Migraines are characterized by severe headaches that can last for hours to several days. Before a migraine, up to 33% of those affected have visual, sensory, motor or verbal disorders that signal the onset of an attack. During an episode, a person may have photosensitivity, as well as gastrointestinal, cognitive, and vestibular symptoms. A person may feel dizzy and tired after a migraine attack. Migraines account for more than 800,000 emergency rooms in the United States annually.

In addition to health and cost problems, migraines have significant social burdens; especially loss of productivity and absenteeism.

The most common treatments for acute migraines include the triptans (selective 5-hydroxytryptamine serotonin receptor agonist) drug class. However, at least a third of patients do not respond well to triptans, and in many responders they become less effective over time.

To address this unmet need, 8 migraine treatments have been approved by the FDA since 2018. These include four monoclonal antibodies directed to CGRP – Aimovig (erenumab), Emgality (galcanezumab), Ajovy (fremanezumab), and Vyepti (eptinezumab). All four were introduced as preventive treatments for migraines. The first three are subcutaneous, self-administered injections once a month. Vyepti is a drug administered once every three months by health care providers.
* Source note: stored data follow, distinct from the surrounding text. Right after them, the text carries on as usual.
//! Routing table / k-buckets (C5, spec.md §3, §4.5).
//!
//! The bucket data structure is pure and synchronous — bump, insert,
//! closest-peer queries, and staleness checks never touch the network. The
//! one operation that does (`observe`, whose bucket-full path sends a PING
//! to probe the incumbent) is expressed against the [`EvictionProbe`] trait
//! so the data structure itself stays testable without a transport.

use std::time::{Duration, Instant};

use async_trait::async_trait;
use kad_protocol::NodeId;
use tracing::{debug, info, trace};

use crate::peer::Peer;

/// Sends a liveness PING to `peer` and reports whether it responded before
/// the implementation's own timeout. Implemented by the RPC client in
/// `kad-net::rpc_client` against the real transport; swapped for a
/// scripted fake in tests (spec.md scenarios S4/S5).
#[async_trait]
pub trait EvictionProbe: Send + Sync {
    async fn ping(&self, peer: &Peer) -> bool;
}

/// An ordered sequence of up to `k` peers, oldest (least-recently-seen) at
/// the head (spec.md §3 "KBucket").
#[derive(Debug, Default)]
struct KBucket {
    peers: Vec<Peer>,
}

impl KBucket {
    fn position(&self, id: &NodeId) -> Option<usize> {
        self.peers.iter().position(|p| p.id == *id)
    }

    /// Moves the peer at `idx` to the tail (most-recently-seen position).
    fn bump(&mut self, idx: usize) {
        let mut peer = self.peers.remove(idx);
        peer.touch();
        self.peers.push(peer);
    }
}

/// Outcome of [`RoutingTable::observe`], useful for logging and tests.
#[derive(Debug, Clone, Copy, PartialEq, Eq)]
pub enum ObserveOutcome {
    /// The node's own id — ignored.
    SelfId,
    /// Peer was already present; bumped to the tail.
    Bumped,
    /// Bucket had room; peer appended.
    Inserted,
    /// Bucket was full, the incumbent head responded to a probe; it was
    /// bumped and the new peer discarded.
    HeadAlive,
    /// Bucket was full, the incumbent head failed to respond; it was
    /// evicted and the new peer appended.
    HeadEvicted,
    /// An eviction probe was already outstanding for this bucket; the new
    /// peer was dropped rather than queued twice.
    ProbeAlreadyInFlight,
}

/// 160 distance-indexed k-buckets plus per-bucket refresh timestamps
/// (spec.md §3 "RoutingTable").
pub struct RoutingTable {
    self_id: NodeId,
    k: usize,
    buckets: Vec<KBucket>,
    last_refresh: Vec<Instant>,
    /// Bucket indices with an eviction probe currently outstanding
    /// (spec.md §4.5 "Eviction probe concurrency").
    probing: Vec<bool>,
}

impl RoutingTable {
    pub fn new(self_id: NodeId, k: usize) -> Self {
        let now = Instant::now();
        Self {
            self_id,
            k,
            buckets: (0..160).map(|_| KBucket::default()).collect(),
            last_refresh: vec![now; 160],
            probing: vec![false; 160],
        }
    }

    pub fn self_id(&self) -> NodeId {
        self.self_id
    }

    fn bucket_index(&self, id: &NodeId) -> Option<usize> {
        self.self_id.bucket_index(id)
    }

    /// `observe(peer)` per spec.md §4.5. Requires `&mut self` rather than
    /// interior mutability because a probe round is a single atomic
    /// decision: callers hold the table behind a `tokio::sync::Mutex`.
    pub async fn observe(
        &mut self,
        peer: Peer,
        probe: &dyn EvictionProbe,
        request_timeout: Duration,
    ) -> ObserveOutcome {
        if peer.id == self.self_id {
            return ObserveOutcome::SelfId;
        }
        let Some(i) = self.bucket_index(&peer.id) else {
            return ObserveOutcome::SelfId;
        };

        if let Some(idx) = self.buckets[i].position(&peer.id) {
            self.buckets[i].bump(idx);
            trace!(peer = %peer.id, bucket = i, "bumped existing peer");
            return ObserveOutcome::Bumped;
        }

        if self.buckets[i].peers.len() < self.k {
            self.buckets[i].peers.push(peer);
            debug!(bucket = i, "inserted new peer, bucket not yet full");
            return ObserveOutcome::Inserted;
        }

        if self.probing[i] {
            debug!(bucket = i, "eviction probe already in flight, dropping candidate");
            return ObserveOutcome::ProbeAlreadyInFlight;
        }

        self.probing[i] = true;
        let head = self.buckets[i].peers[0].clone();
        let alive = tokio::time::timeout(request_timeout, probe.ping(&head))
            .await
            .unwrap_or(false);
        self.probing[i] = false;

        if alive {
            self.buckets[i].bump(0);
            info!(bucket = i, head = %head.id, "eviction probe succeeded, incumbent kept");
            ObserveOutcome::HeadAlive
        } else {
            self.buckets[i].peers.remove(0);
            self.buckets[i].peers.push(peer);
            info!(bucket = i, evicted = %head.id, "eviction probe failed, incumbent evicted");
            ObserveOutcome::HeadEvicted
        }
    }

    /// Up to `count` peers across the whole table closest to `target`,
    /// ascending by XOR distance (spec.md §4.5 "closest").
    pub fn closest(&self, target: &NodeId, count: usize) -> Vec<Peer> {
        let mut all: Vec<&Peer> = self.buckets.iter().flat_map(|b| b.peers.iter()).collect();
        all.sort_by_key(|p| target.distance(&p.id));
        all.into_iter().take(count).cloned().collect()
    }

    pub fn touch_bucket(&mut self, i: usize) {
        self.last_refresh[i] = Instant::now();
    }

    pub fn stale_buckets(&self, refresh_interval: Duration) -> Vec<usize> {
        let now = Instant::now();
        self.last_refresh
            .iter()
            .enumerate()
            .filter(|(_, &last)| now.duration_since(last) >= refresh_interval)
            .map(|(i, _)| i)
            .collect()
    }

    /// Total number of peers held across every bucket. Exposed for
    /// diagnostics/logging, not part of the spec's contract.
    pub fn len(&self) -> usize {
        self.buckets.iter().map(|b| b.peers.len()).sum()
    }

    pub fn is_empty(&self) -> bool {
        self.len() == 0
    }
}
In addition, there are now three oral CGRP antagonists (two of which have preventive properties) and Reyvow (Lasmiditan), an oral drug used to treat acute migraines. Reyvow belongs to a class of drugs known as Ditane.

However, with new, more expensive treatment options, reimbursement challenges arise. The cost of novel migraine treatments, with the exception of Botox, is significantly higher than generic triptans and most other migraine therapies (including antihypertensive drugs, anti-epileptic drugs, and antidepressants).
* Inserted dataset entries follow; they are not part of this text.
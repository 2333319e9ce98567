//! UDP transport, routing table, value store, RPC layer, and the iterative
//! lookup engine for a Kademlia DHT peer (spec.md §2 components C3–C9).

pub mod config;
pub mod error;
pub mod lookup;
pub mod maintenance;
pub mod node;
pub mod peer;
pub mod pending;
pub mod routing_table;
pub mod rpc_client;
pub mod rpc_server;
pub mod store;
pub mod transport;

pub use config::NetworkConfig;
pub use error::NetworkError;
pub use lookup::{LookupEngine, LookupOutcome, LookupTarget};
pub use node::Node;
pub use peer::{Peer, PeerAddr};
pub use pending::PendingRequestTable;
pub use routing_table::{EvictionProbe, ObserveOutcome, RoutingTable};
pub use rpc_client::{PingProbe, RpcClient};
pub use rpc_server::RpcServer;
pub use store::ValueStore;
pub use transport::Transport;

pub use tokio_util::sync::CancellationToken;
//! Local value store (C6, spec.md §4.6): key → value map with per-entry
//! expiry and republish timestamps.

use std::collections::HashMap;
use std::time::{Duration, Instant};

use kad_protocol::NodeId;
use tokio::sync::Mutex;

struct Entry {
    value: Vec<u8>,
    expires_at: Instant,
    last_republished: Instant,
}

/// In-memory key/value store with TTL-based expiry (spec.md Non-goals:
/// "no deletion of stored values; they expire by TTL").
pub struct ValueStore {
    entries: Mutex<HashMap<NodeId, Entry>>,
}

impl ValueStore {
    pub fn new() -> Self {
        Self {
            entries: Mutex::new(HashMap::new()),
        }
    }

    /// Overwrites any existing entry for `key`.
    pub async fn put(&self, key: NodeId, value: Vec<u8>, ttl: Duration) {
        let now = Instant::now();
        let mut entries = self.entries.lock().await;
        entries.insert(
            key,
            Entry {
                value,
                expires_at: now + ttl,
                last_republished: now,
            },
        );
    }

    pub async fn get(&self, key: &NodeId) -> Option<Vec<u8>> {
        self.entries.lock().await.get(key).map(|e| e.value.clone())
    }

    /// Removes and returns every entry whose `expires_at` has passed.
    pub async fn expire_due(&self) -> Vec<NodeId> {
        let now = Instant::now();
        let mut entries = self.entries.lock().await;
        let due: Vec<NodeId> = entries
            .iter()
            .filter(|(_, e)| e.expires_at <= now)
            .map(|(k, _)| *k)
            .collect();
        for key in &due {
            entries.remove(key);
        }
        due
    }

    /// Entries not republished within `interval`; marks them republished as
    /// of now (a republish that merely enumerates a key without retrying it
    /// on failure is still "attempted" per spec.md §4.9).
    pub async fn republish_due(&self, interval: Duration) -> Vec<(NodeId, Vec<u8>)> {
        let now = Instant::now();
        let mut entries = self.entries.lock().await;
        let mut due = Vec::new();
        for (key, entry) in entries.iter_mut() {
            if now.duration_since(entry.last_republished) >= interval {
                due.push((*key, entry.value.clone()));
                entry.last_republished = now;
            }
        }
        due
    }

    pub async fn len(&self) -> usize {
        self.entries.lock().await.len()
    }
}

impl Default for ValueStore {
    fn default() -> Self {
        Self::new()
    }
}

#[cfg(test)]
mod tests {
    use super::*;

    fn key(byte: u8) -> NodeId {
        let mut bytes = [0u8; 20];
        bytes[19] = byte;
        NodeId::from_bytes(bytes)
    }

    #[tokio::test]
    async fn put_then_get_roundtrips() {
        let store = ValueStore::new();
        store.put(key(1), b"noodles".to_vec(), Duration::from_secs(60)).await;
        assert_eq!(store.get(&key(1)).await, Some(b"noodles".to_vec()));
    }

    #[tokio::test]
    async fn expire_due_removes_only_expired_entries() {
        let store = ValueStore::new();
        store.put(key(1), b"soon".to_vec(), Duration::from_millis(1)).await;
        store.put(key(2), b"later".to_vec(), Duration::from_secs(60)).await;
        tokio::time::sleep(Duration::from_millis(20)).await;

        let expired = store.expire_due().await;
        assert_eq!(expired, vec![key(1)]);
        assert_eq!(store.get(&key(1)).await, None);
        assert_eq!(store.get(&key(2)).await, Some(b"later".to_vec()));
    }

    #[tokio::test]
    async fn republish_due_reports_entries_older_than_interval() {
        let store = ValueStore::new();
        store.put(key(1), b"v".to_vec(), Duration::from_secs(60)).await;

        let due = store.republish_due(Duration::from_secs(0)).await;
        assert_eq!(due, vec![(key(1), b"v".to_vec())]);

        // Having just republished, it should not show up again immediately.
        let due_again = store.republish_due(Duration::from_secs(3600)).await;
        assert!(due_again.is_empty());
    }
}
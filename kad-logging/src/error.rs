use thiserror::Error;

pub type Result<T, E = Error> = std::result::Result<T, E>;

#[derive(Debug, Error)]
pub enum Error {
    #[error("logging configuration error: {0}")]
    LoggingConfiguration(String),
    #[error("I/O error while setting up logging: {0}")]
    Io(#[from] std::io::Error),
}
The Institute for Clinical and Economic Review (ICER) conducted an analysis of CGRP inhibitors and found that migraineurs had an overall greater reduction in headache days per month compared to other preventive medications.

In certain patients in whom triptans are ineffective, intolerant, or contraindicated, Nurtec ODT and Ubrelvy are considered comparatively inexpensive as acute migraine treatments by ICER.
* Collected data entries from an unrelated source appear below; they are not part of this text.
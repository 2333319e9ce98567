//! Iterative lookup engine (C8, spec.md §4.8) — the central algorithm.
//! Bounded-concurrency traversal of the XOR metric space toward a target,
//! feeding discovered peers back into the routing table and driving
//! bootstrap, STORE fan-out, and periodic bucket refresh.

use std::collections::HashSet;
use std::time::Duration;

use futures::stream::FuturesUnordered;
use futures::StreamExt;
use kad_protocol::{Distance, FindValueResult, NodeId, ReplyBody, RequestBody};
use tokio::sync::Mutex;
use tokio_util::sync::CancellationToken;
use tracing::{debug, trace};

use crate::peer::Peer;
use crate::pending::PendingRequestTable;
use crate::rpc_client::RpcClient;
use crate::routing_table::{EvictionProbe, RoutingTable};

/// What an iterative lookup is searching for.
#[derive(Debug, Clone, Copy, PartialEq, Eq)]
pub enum LookupTarget {
    Node(NodeId),
    Value(NodeId),
}

impl LookupTarget {
    fn id(&self) -> NodeId {
        match self {
            LookupTarget::Node(id) | LookupTarget::Value(id) => *id,
        }
    }
}

#[derive(Debug)]
pub enum LookupOutcome {
    /// FIND_VALUE terminated early on a hit (spec.md §4.8 step 3).
    Value(Vec<u8>),
    /// The *k* closest live peers found (spec.md §4.8 step 4).
    ClosestNodes(Vec<Peer>),
}

enum QueryOutcome {
    Nodes(Vec<Peer>),
    Value(Vec<u8>),
    Unreachable,
}

/// Parameters and collaborators an iterative lookup needs. Borrowed rather
/// than owned so the same engine instance can drive repeated lookups
/// (bootstrap, bucket refresh, STORE fan-out) against one node's state.
pub struct LookupEngine<'a> {
    pub routing_table: &'a Mutex<RoutingTable>,
    pub client: &'a RpcClient,
    pub pending: &'a PendingRequestTable,
    pub probe: &'a dyn EvictionProbe,
    pub k: usize,
    pub alpha: usize,
    pub request_timeout: Duration,
    /// Lets the lookup's initiator cancel it (spec.md §5 "Cancellation"):
    /// `cancel.cancel()` causes in-flight FIND_*s to resolve as
    /// `NetworkError::Cancelled` and stops the loop from scheduling more.
    /// Maintenance-driven lookups (bootstrap, bucket refresh, republish)
    /// pass a token nobody holds a cancelling handle to.
    pub cancel: CancellationToken,
}

impl LookupEngine<'_> {
    pub async fn run(&self, target: LookupTarget) -> LookupOutcome {
        let target_id = target.id();
        let self_id = self.routing_table.lock().await.self_id();

        let mut shortlist: Vec<Peer> = self
            .routing_table
            .lock()
            .await
            .closest(&target_id, self.alpha.max(self.k));
        shortlist.sort_by_key(|p| target_id.distance(&p.id));

        let mut queried: HashSet<NodeId> = HashSet::new();
        let mut in_flight: HashSet<NodeId> = HashSet::new();
        let mut best_distance: Option<Distance> =
            shortlist.first().map(|p| target_id.distance(&p.id));
        // Buckets (relative to this node's own id) the lookup queried a peer
        // through, touched once at return so organic lookup traffic resets
        // their staleness the same way maintenance's refresh pass does
        // (spec.md §4.5 "touch_bucket").
        let mut touched_buckets: HashSet<usize> = HashSet::new();

        let mut tasks = FuturesUnordered::new();

        loop {
            if self.cancel.is_cancelled() {
                debug!(target = %target_id, "lookup cancelled by initiator, scheduling no further FIND_*s");
                break;
            }

            let room = self.alpha.saturating_sub(in_flight.len());
            let candidates: Vec<Peer> = shortlist
                .iter()
                .filter(|p| !queried.contains(&p.id) && !in_flight.contains(&p.id))
                .take(room)
                .cloned()
                .collect();

            for peer in candidates {
                in_flight.insert(peer.id);
                tasks.push(self.query_peer(peer, target));
            }

            let Some((peer, outcome)) = tasks.next().await else {
                // Nothing in flight and the shortlist offered no new
                // candidates: the lookup has exhausted the network it knows.
                break;
            };
            in_flight.remove(&peer.id);
            queried.insert(peer.id);
            if let Some(bucket) = self_id.bucket_index(&peer.id) {
                touched_buckets.insert(bucket);
            }

            match outcome {
                QueryOutcome::Value(value) => {
                    self.touch_buckets(&touched_buckets).await;
                    return LookupOutcome::Value(value);
                }
                QueryOutcome::Nodes(nodes) => {
                    for node in nodes {
                        if node.id == self.routing_table.lock().await.self_id() {
                            continue;
                        }
                        if !shortlist.iter().any(|p| p.id == node.id) {
                            shortlist.push(node);
                        }
                    }
                    shortlist.sort_by_key(|p| target_id.distance(&p.id));
                    shortlist.truncate(self.k);
                }
                QueryOutcome::Unreachable => {
                    trace!(peer = %peer.id, "lookup peer unreachable, not retried");
                }
            }

            let current_best = shortlist.first().map(|p| target_id.distance(&p.id));
            let improved = matches!((best_distance, current_best), (Some(b), Some(c)) if c < b);
            if improved {
                best_distance = current_best;
            }

            let top_k_queried = shortlist
                .iter()
                .take(self.k)
                .all(|p| queried.contains(&p.id));

            if top_k_queried && !improved && in_flight.is_empty() {
                debug!(target = %target_id, shortlist = shortlist.len(), "lookup converged");
                break;
            }
        }

        self.touch_buckets(&touched_buckets).await;
        shortlist.truncate(self.k);
        LookupOutcome::ClosestNodes(shortlist)
    }

    /// Resets the staleness of every bucket this lookup queried a peer
    /// through (spec.md §4.5/§4.8): organic lookup traffic counts the same
    /// as maintenance's periodic refresh pass for deciding which buckets
    /// `stale_buckets` still needs to chase.
    async fn touch_buckets(&self, buckets: &HashSet<usize>) {
        if buckets.is_empty() {
            return;
        }
        let mut table = self.routing_table.lock().await;
        for &bucket in buckets {
            table.touch_bucket(bucket);
        }
    }

    async fn query_peer(&self, peer: Peer, target: LookupTarget) -> (Peer, QueryOutcome) {
        let body = match target {
            LookupTarget::Node(id) => RequestBody::FindNode { target: id },
            LookupTarget::Value(key) => RequestBody::FindValue { key },
        };

        let result = self
            .client
            .send_cancellable_request(&peer, body, self.pending, &self.cancel)
            .await;

        let reply = match result {
            Ok(reply) => reply,
            Err(_) => return (peer, QueryOutcome::Unreachable),
        };

        // Invariant (spec.md §4.8): observe the responding peer before its
        // result is merged into the shortlist.
        self.routing_table
            .lock()
            .await
            .observe(peer.clone(), self.probe, self.request_timeout)
            .await;

        let outcome = match reply.body {
            ReplyBody::FindNode { nodes } => QueryOutcome::Nodes(
                nodes.iter().filter_map(|c| Peer::try_from(c).ok()).collect(),
            ),
            ReplyBody::FindValue(FindValueResult::Value(value)) => QueryOutcome::Value(value),
            ReplyBody::FindValue(FindValueResult::Nodes(nodes)) => QueryOutcome::Nodes(
                nodes.iter().filter_map(|c| Peer::try_from(c).ok()).collect(),
            ),
            ReplyBody::Ping | ReplyBody::Store => QueryOutcome::Unreachable,
        };
        (peer, outcome)
    }

    /// STORE fan-out (spec.md §4.8 "STORE fan-out"): after a node-lookup
    /// for `key` completes, send STORE to each of the returned peers in
    /// parallel. Failures are ignored after one timeout — STORE replies
    /// are acknowledgements only, there is nothing to retry against.
    pub async fn store_fan_out(&self, key: NodeId, value: Vec<u8>, peers: &[Peer]) {
        let mut tasks = FuturesUnordered::new();
        for peer in peers {
            let value = value.clone();
            tasks.push(async move {
                let _ = self
                    .client
                    .send_request(
                        peer,
                        RequestBody::Store {
                            key,
                            val: value,
                        },
                        self.pending,
                    )
                    .await;
            });
        }
        while tasks.next().await.is_some() {}
    }
}

#[cfg(test)]
mod tests {
    use super::*;
    use std::net::{Ipv4Addr, SocketAddr};

    use async_trait::async_trait;

    use crate::routing_table::EvictionProbe;
    use crate::transport::Transport;

    fn loopback(port: u16) -> SocketAddr {
        SocketAddr::new(Ipv4Addr::LOCALHOST.into(), port)
    }

    struct NeverProbed;
    #[async_trait]
    impl EvictionProbe for NeverProbed {
        async fn ping(&self, _peer: &Peer) -> bool {
            panic!("bucket under test never fills, no eviction probe should run");
        }
    }

    // spec.md §4.5/§4.8 — a lookup must touch every bucket it queried a peer
    // through, not just the buckets the maintenance refresh pass visits, even
    // when the queried peer never replies.
    #[tokio::test]
    async fn run_touches_buckets_it_queried_even_when_the_peer_is_unreachable() {
        let self_id = NodeId::random();
        let bucket = 40;
        let peer_id = NodeId::random_in_bucket(&self_id, bucket);

        // Bound but never drained: sends land in its socket buffer, nothing
        // ever replies, so the FIND_NODE to this peer times out.
        let peer_transport = Transport::bind(loopback(0)).await.unwrap();
        let peer_addr = peer_transport.local_addr().unwrap();

        let routing_table = Mutex::new(RoutingTable::new(self_id, 20));
        routing_table
            .lock()
            .await
            .observe(
                Peer::new(peer_id, peer_addr),
                &NeverProbed,
                Duration::from_millis(50),
            )
            .await;
        assert!(routing_table
            .lock()
            .await
            .stale_buckets(Duration::from_secs(3600))
            .contains(&bucket));

        let transport = Transport::bind(loopback(0)).await.unwrap();
        let client = RpcClient::new(transport, self_id, Duration::from_millis(50));
        let pending = PendingRequestTable::new(100);
        let probe = NeverProbed;

        let engine = LookupEngine {
            routing_table: &routing_table,
            client: &client,
            pending: &pending,
            probe: &probe,
            k: 20,
            alpha: 3,
            request_timeout: Duration::from_millis(50),
            cancel: CancellationToken::new(),
        };

        engine.run(LookupTarget::Node(self_id)).await;

        assert!(!routing_table
            .lock()
            .await
            .stale_buckets(Duration::from_secs(3600))
            .contains(&bucket));
    }
}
The payers are a key arbiter in determining patient access to new treatment options. To limit what they consider to be undue financial risk, payers will divide migraineurs into categories, including types of headaches and frequency, and non-responders versus responders to traditional, cheaper drugs like triptans.

The payers will then review the data on the comparative effectiveness of acute and preventive treatments for different subpopulations. For the monoclonal antibody-CGRP antagonists, there is growing body of evidence of their effectiveness, as shown in the ICER study and elsewhere. Several “number of times needed for treatment” analyzes show that one in five or six patients who take Aimovig benefits from the drug. Less data are currently available on oral prophylactic agents such as Nurtec ODT. According to one study, the number of treatments appears to be four or five, which is slightly better than Aimovig’s.

The clinical data, as well as discounts or net prices from the wholesale acquisition costs (WAC), help shape the use of tools to manage insurance forms, such as z-label used and step processing. For example, one of UnitedHealthcare’s Step Edit guidelines – Fail-First – requires a member to use a number of lower cost options before receiving coverage for any of the CGRP antagonists; whether injectable or oral. WAC prices for monoclonal antibody anti-CGRP treatments are higher than for oral CGRP antagonist therapeutics. With the exception of botox, the prices of triptans and other older therapeutics are much lower than injectable or oral anti-CGRP drugs.

This could explain why it took a while for CGRP inhibitors with monoclonal antibodies to gain momentum. Gradually they did, as the sales data shows. As convenient, once-a-day tablet options, Nurtec ODT and Qulipta are poised to continue expanding the migraine prophylactic drug market.